• _Aim of the exercise_: Repeat, without any change, the entries presented below.
[[ Data to use open ]]
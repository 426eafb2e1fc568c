//! Arc identities and the running speed accumulator merged across workers.

use serde::{Deserialize, Serialize};
use std::fmt;
use std::ops::{Add, AddAssign};
use std::str::FromStr;
use thiserror::Error;

/// A directed segment between two consecutive stops of a line.
///
/// Travels as the canonical string `"lineId-origin-destination"`.
#[derive(Debug, Clone, Copy, PartialEq, Eq, Hash, PartialOrd, Ord, Serialize, Deserialize)]
#[serde(try_from = "String", into = "String")]
pub struct ArcKey {
    pub line_id: i64,
    pub origin: i64,
    pub destination: i64,
}

#[derive(Error, Debug, PartialEq, Eq)]
#[error("invalid arc key {0:?}: expected lineId-origin-destination")]
pub struct ArcKeyParseError(pub String);

impl ArcKey {
    pub fn new(line_id: i64, origin: i64, destination: i64) -> Self {
        Self {
            line_id,
            origin,
            destination,
        }
    }
}

impl fmt::Display for ArcKey {
    fn fmt(&self, f: &mut fmt::Formatter<'_>) -> fmt::Result {
        write!(f, "{}-{}-{}", self.line_id, self.origin, self.destination)
    }
}

impl FromStr for ArcKey {
    type Err = ArcKeyParseError;

    fn from_str(s: &str) -> Result<Self, Self::Err> {
        let invalid = || ArcKeyParseError(s.to_string());
        let mut parts = s.split('-');
        let mut next = || -> Result<i64, ArcKeyParseError> {
            parts
                .next()
                .and_then(|p| p.trim().parse().ok())
                .ok_or_else(invalid)
        };
        let key = ArcKey::new(next()?, next()?, next()?);
        if parts.next().is_some() {
            return Err(invalid());
        }
        Ok(key)
    }
}

impl TryFrom<String> for ArcKey {
    type Error = ArcKeyParseError;

    fn try_from(value: String) -> Result<Self, Self::Error> {
        value.parse()
    }
}

impl From<ArcKey> for String {
    fn from(key: ArcKey) -> Self {
        key.to_string()
    }
}

/// Running sum of observed speeds and their count for one arc.
///
/// Merging is field-wise addition, so any order of merges yields the same
/// state. The average is always derived, never stored.
#[derive(Debug, Clone, Copy, Default, PartialEq, Serialize, Deserialize)]
pub struct ArcAccumulator {
    pub sum_speeds_kmh: f64,
    pub observation_count: u64,
}

impl ArcAccumulator {
    pub fn new(sum_speeds_kmh: f64, observation_count: u64) -> Self {
        Self {
            sum_speeds_kmh,
            observation_count,
        }
    }

    /// A single accepted speed observation.
    pub fn observation(speed_kmh: f64) -> Self {
        Self::new(speed_kmh, 1)
    }

    /// Average speed in km/h, or `None` when nothing has been observed.
    pub fn average(&self) -> Option<f64> {
        if self.observation_count == 0 {
            None
        } else {
            Some(self.sum_speeds_kmh / self.observation_count as f64)
        }
    }
}

impl AddAssign for ArcAccumulator {
    fn add_assign(&mut self, rhs: Self) {
        self.sum_speeds_kmh += rhs.sum_speeds_kmh;
        self.observation_count += rhs.observation_count;
    }
}

impl Add for ArcAccumulator {
    type Output = Self;

    fn add(mut self, rhs: Self) -> Self {
        self += rhs;
        self
    }
}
[[ Data to use closed ]]
• _Completed task_:
repository 426eafb2e1fc568c
//! Arc identities and the running speed accumulator merged across workers.

use serde::{Deserialize, Serialize};
use std::fmt;
use std::ops::{Add, AddAssign};
use std::str::FromStr;
use thiserror::Error;

/// A directed segment between two consecutive stops of a line.
///
/// Travels as the canonical string `"lineId-origin-destination"`.
#[derive(Debug, Clone, Copy, PartialEq, Eq, Hash, PartialOrd, Ord, Serialize, Deserialize)]
#[serde(try_from = "String", into = "String")]
pub struct ArcKey {
    pub line_id: i64,
    pub origin: i64,
    pub destination: i64,
}

#[derive(Error, Debug, PartialEq, Eq)]
#[error("invalid arc key {0:?}: expected lineId-origin-destination")]
pub struct ArcKeyParseError(pub String);

impl ArcKey {
    pub fn new(line_id: i64, origin: i64, destination: i64) -> Self {
        Self {
            line_id,
            origin,
            destination,
        }
    }
}

impl fmt::Display for ArcKey {
    fn fmt(&self, f: &mut fmt::Formatter<'_>) -> fmt::Result {
        write!(f, "{}-{}-{}", self.line_id, self.origin, self.destination)
    }
}

impl FromStr for ArcKey {
    type Err = ArcKeyParseError;

    fn from_str(s: &str) -> Result<Self, Self::Err> {
        let invalid = || ArcKeyParseError(s.to_string());
        let mut parts = s.split('-');
        let mut next = || -> Result<i64, ArcKeyParseError> {
            parts
                .next()
                .and_then(|p| p.trim().parse().ok())
                .ok_or_else(invalid)
        };
        let key = ArcKey::new(next()?, next()?, next()?);
        if parts.next().is_some() {
            return Err(invalid());
        }
        Ok(key)
    }
}

impl TryFrom<String> for ArcKey {
    type Error = ArcKeyParseError;

    fn try_from(value: String) -> Result<Self, Self::Error> {
        value.parse()
    }
}

impl From<ArcKey> for String {
    fn from(key: ArcKey) -> Self {
        key.to_string()
    }
}

/// Running sum of observed speeds and their count for one arc.
///
/// Merging is field-wise addition, so any order of merges yields the same
/// state. The average is always derived, never stored.
#[derive(Debug, Clone, Copy, Default, PartialEq, Serialize, Deserialize)]
pub struct ArcAccumulator {
    pub sum_speeds_kmh: f64,
    pub observation_count: u64,
}

impl ArcAccumulator {
    pub fn new(sum_speeds_kmh: f64, observation_count: u64) -> Self {
        Self {
            sum_speeds_kmh,
            observation_count,
        }
    }

    /// A single accepted speed observation.
    pub fn observation(speed_kmh: f64) -> Self {
        Self::new(speed_kmh, 1)
    }

    /// Average speed in km/h, or `None` when nothing has been observed.
    pub fn average(&self) -> Option<f64> {
        if self.observation_count == 0 {
            None
        } else {
            Some(self.sum_speeds_kmh / self.observation_count as f64)
        }
    }
}

impl AddAssign for ArcAccumulator {
    fn add_assign(&mut self, rhs: Self) {
        self.sum_speeds_kmh += rhs.sum_speeds_kmh;
        self.observation_count += rhs.observation_count;
    }
}

impl Add for ArcAccumulator {
    type Output = Self;

    fn add(mut self, rhs: Self) -> Self {
        self += rhs;
        self
    }
}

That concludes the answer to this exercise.